| What is required |
If a line in the listing includes the word "write", copy it out.

| Given data |
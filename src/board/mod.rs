//! Chess board representation and rules.
//!
//! Uses bitboards plus a square array for placement, and an arena of
//! per-ply states so every move can be taken back exactly. Supports full
//! chess rules including castling, en passant, promotions and the
//! automatic draw conditions.
//!
//! # Example
//! ```
//! use chess_position::board::{Board, Color};
//!
//! let mut board = Board::new();
//! let moves = board.generate_moves();
//! assert_eq!(moves.len(), 20);
//!
//! let e4 = board.parse_move("e2e4").unwrap();
//! board.make_move(e4);
//! assert_eq!(board.side_to_move(), Color::Black);
//! board.take_move(e4);
//! assert_eq!(board, Board::new());
//! ```

pub mod attack_tables;
mod builder;
mod debug;
mod draw;
mod error;
mod fen;
mod make_unmake;
mod movegen;
pub mod observer;
pub mod prelude;
mod state;
mod types;

#[cfg(test)]
mod tests;

pub use builder::BoardBuilder;
pub use debug::BitboardGrid;
pub use draw::{DrawReason, GameOutcome};
pub use error::{FenError, MoveError, MoveParseError, SquareError};
pub use fen::START_FEN;
pub use observer::{EventCounts, NoopObserver, PieceEvent, PieceObserver};
pub use state::Board;
pub use types::{
    Bitboard, BitboardIter, CastlingRights, Color, Move, MoveList, MoveListIntoIter, MoveType,
    Piece, Square,
};

pub(crate) use types::{
    CASTLE_BLACK_K, CASTLE_BLACK_Q, CASTLE_WHITE_K, CASTLE_WHITE_Q, PROMOTION_PIECES,
};
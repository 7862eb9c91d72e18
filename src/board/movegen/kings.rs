use super::super::{Board, Move, MoveList, MoveType, Piece, Square};
use crate::board::attack_tables::{between, king_attacks};

impl Board {
    /// King steps onto any square not held by our own pieces, and castling
    /// when the right is held and the path between king and rook is clear.
    /// Attacked destinations and transit squares are rejected by the
    /// legality filter.
    pub(crate) fn generate_king_moves(&self, moves: &mut MoveList) {
        let us = self.side_to_move;
        let Some(king) = self.king_square(us) else {
            return;
        };

        for to in king_attacks(king) & !self.occupied_by(us) {
            moves.push(Move::new(king, to));
        }

        let rank = us.back_rank();
        if self.in_check() || king != Square::from_coords(rank, 4) {
            return;
        }
        let rights = self.castling_rights();
        for (kingside, rook_file, king_to_file) in [(true, 7, 6), (false, 0, 2)] {
            let rook = Square::from_coords(rank, rook_file);
            if rights.has(us, kingside)
                && self.piece_at(rook) == Some((us, Piece::Rook))
                && (between(king, rook) & self.all_occupied).is_empty()
            {
                let to = Square::from_coords(rank, king_to_file);
                moves.push(Move::special(king, to, MoveType::Castling));
            }
        }
    }
}
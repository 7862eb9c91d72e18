use super::super::{Bitboard, Board, Move, MoveList, Piece};
use crate::board::attack_tables::knight_attacks;

impl Board {
    pub(crate) fn generate_knight_moves(&self, moves: &mut MoveList, target: Bitboard) {
        for from in self.pieces_of(self.side_to_move, Piece::Knight) {
            for to in knight_attacks(from) & target {
                moves.push(Move::new(from, to));
            }
        }
    }
}
//! Game-end detection: mate, stalemate and the automatic draw rules.

use std::fmt;

#[cfg(feature = "serde")]
use serde::{Deserialize, Serialize};

use super::{Bitboard, Board, Color, Piece};

/// Why a position is drawn.
#[derive(Clone, Copy, Debug, PartialEq, Eq, Hash)]
#[cfg_attr(feature = "serde", derive(Serialize, Deserialize))]
pub enum DrawReason {
    Stalemate,
    /// 100 plies without a capture or pawn move.
    FiftyMove,
    /// Third occurrence of the same position with the same side to move.
    Repetition,
    InsufficientMaterial,
}

/// State of the game in the current position.
#[derive(Clone, Copy, Debug, PartialEq, Eq, Hash)]
#[cfg_attr(feature = "serde", derive(Serialize, Deserialize))]
pub enum GameOutcome {
    Ongoing,
    Checkmate { winner: Color },
    Draw(DrawReason),
}

impl GameOutcome {
    #[must_use]
    pub fn is_over(self) -> bool {
        self != GameOutcome::Ongoing
    }
}

impl fmt::Display for GameOutcome {
    fn fmt(&self, f: &mut fmt::Formatter<'_>) -> fmt::Result {
        match self {
            GameOutcome::Ongoing => write!(f, "*"),
            GameOutcome::Checkmate { winner: Color::White } => write!(f, "1-0"),
            GameOutcome::Checkmate { winner: Color::Black } => write!(f, "0-1"),
            GameOutcome::Draw(_) => write!(f, "1/2-1/2"),
        }
    }
}

impl Board {
    /// Decide whether the game has ended. Mate and stalemate take precedence
    /// over the fifty-move rule.
    #[must_use]
    pub fn outcome(&self) -> GameOutcome {
        if self.generate_moves().is_empty() {
            return if self.in_check() {
                GameOutcome::Checkmate {
                    winner: !self.side_to_move,
                }
            } else {
                GameOutcome::Draw(DrawReason::Stalemate)
            };
        }
        if self.halfmove_clock() >= 100 {
            return GameOutcome::Draw(DrawReason::FiftyMove);
        }
        if self.is_threefold_repetition() {
            return GameOutcome::Draw(DrawReason::Repetition);
        }
        if self.is_insufficient_material() {
            return GameOutcome::Draw(DrawReason::InsufficientMaterial);
        }
        GameOutcome::Ongoing
    }

    #[must_use]
    pub fn is_checkmate(&self) -> bool {
        self.in_check() && self.generate_moves().is_empty()
    }

    #[must_use]
    pub fn is_stalemate(&self) -> bool {
        !self.in_check() && self.generate_moves().is_empty()
    }

    /// True for any drawn outcome, stalemate included.
    #[must_use]
    pub fn is_draw(&self) -> bool {
        matches!(self.outcome(), GameOutcome::Draw(_))
    }

    /// How many earlier positions in the history equal this one.
    ///
    /// Only positions with the same side to move are compared, and the walk
    /// stops at the last capture, pawn move or null move since nothing before
    /// it can repeat.
    #[must_use]
    pub fn repetition_count(&self) -> usize {
        let st = self.st();
        let end = st.rule50.min(st.plies_from_null);
        let mut count = 0;
        let mut idx = self.current;
        let mut ply = 2;
        while ply <= end {
            let Some(back_one) = self.states[idx].previous else {
                break;
            };
            let Some(back_two) = self.states[back_one].previous else {
                break;
            };
            idx = back_two;
            if self.states[idx].key == st.key {
                count += 1;
            }
            ply += 2;
        }
        count
    }

    /// The current position has occurred at least twice before.
    #[must_use]
    pub fn is_threefold_repetition(&self) -> bool {
        self.repetition_count() >= 2
    }

    /// Neither side can deliver mate by any sequence of legal moves:
    /// bare kings, a single minor piece, or bishops all on one square color.
    #[must_use]
    pub fn is_insufficient_material(&self) -> bool {
        let heavy = self.pieces_by_type(Piece::Pawn)
            | self.pieces_by_type(Piece::Rook)
            | self.pieces_by_type(Piece::Queen);
        if !heavy.is_empty() {
            return false;
        }

        let knights = self.pieces_by_type(Piece::Knight);
        let bishops = self.pieces_by_type(Piece::Bishop);
        let minors = knights.popcount() + bishops.popcount();
        if minors <= 1 {
            return true;
        }

        knights.is_empty() && bishops_all_same_color(bishops)
    }
}

fn bishops_all_same_color(bishops: Bitboard) -> bool {
    (bishops & Bitboard::LIGHT_SQUARES).is_empty() || (bishops & Bitboard::DARK_SQUARES).is_empty()
}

| Problem solution |
            GameOutcome::Ongoing => write!(f, "*"),
            GameOutcome::Checkmate { winner: Color::White } => write!(f, "1-0"),
            GameOutcome::Checkmate { winner: Color::Black } => write!(f, "0-1"),
            GameOutcome::Draw(_) => write!(f, "1/2-1/2"),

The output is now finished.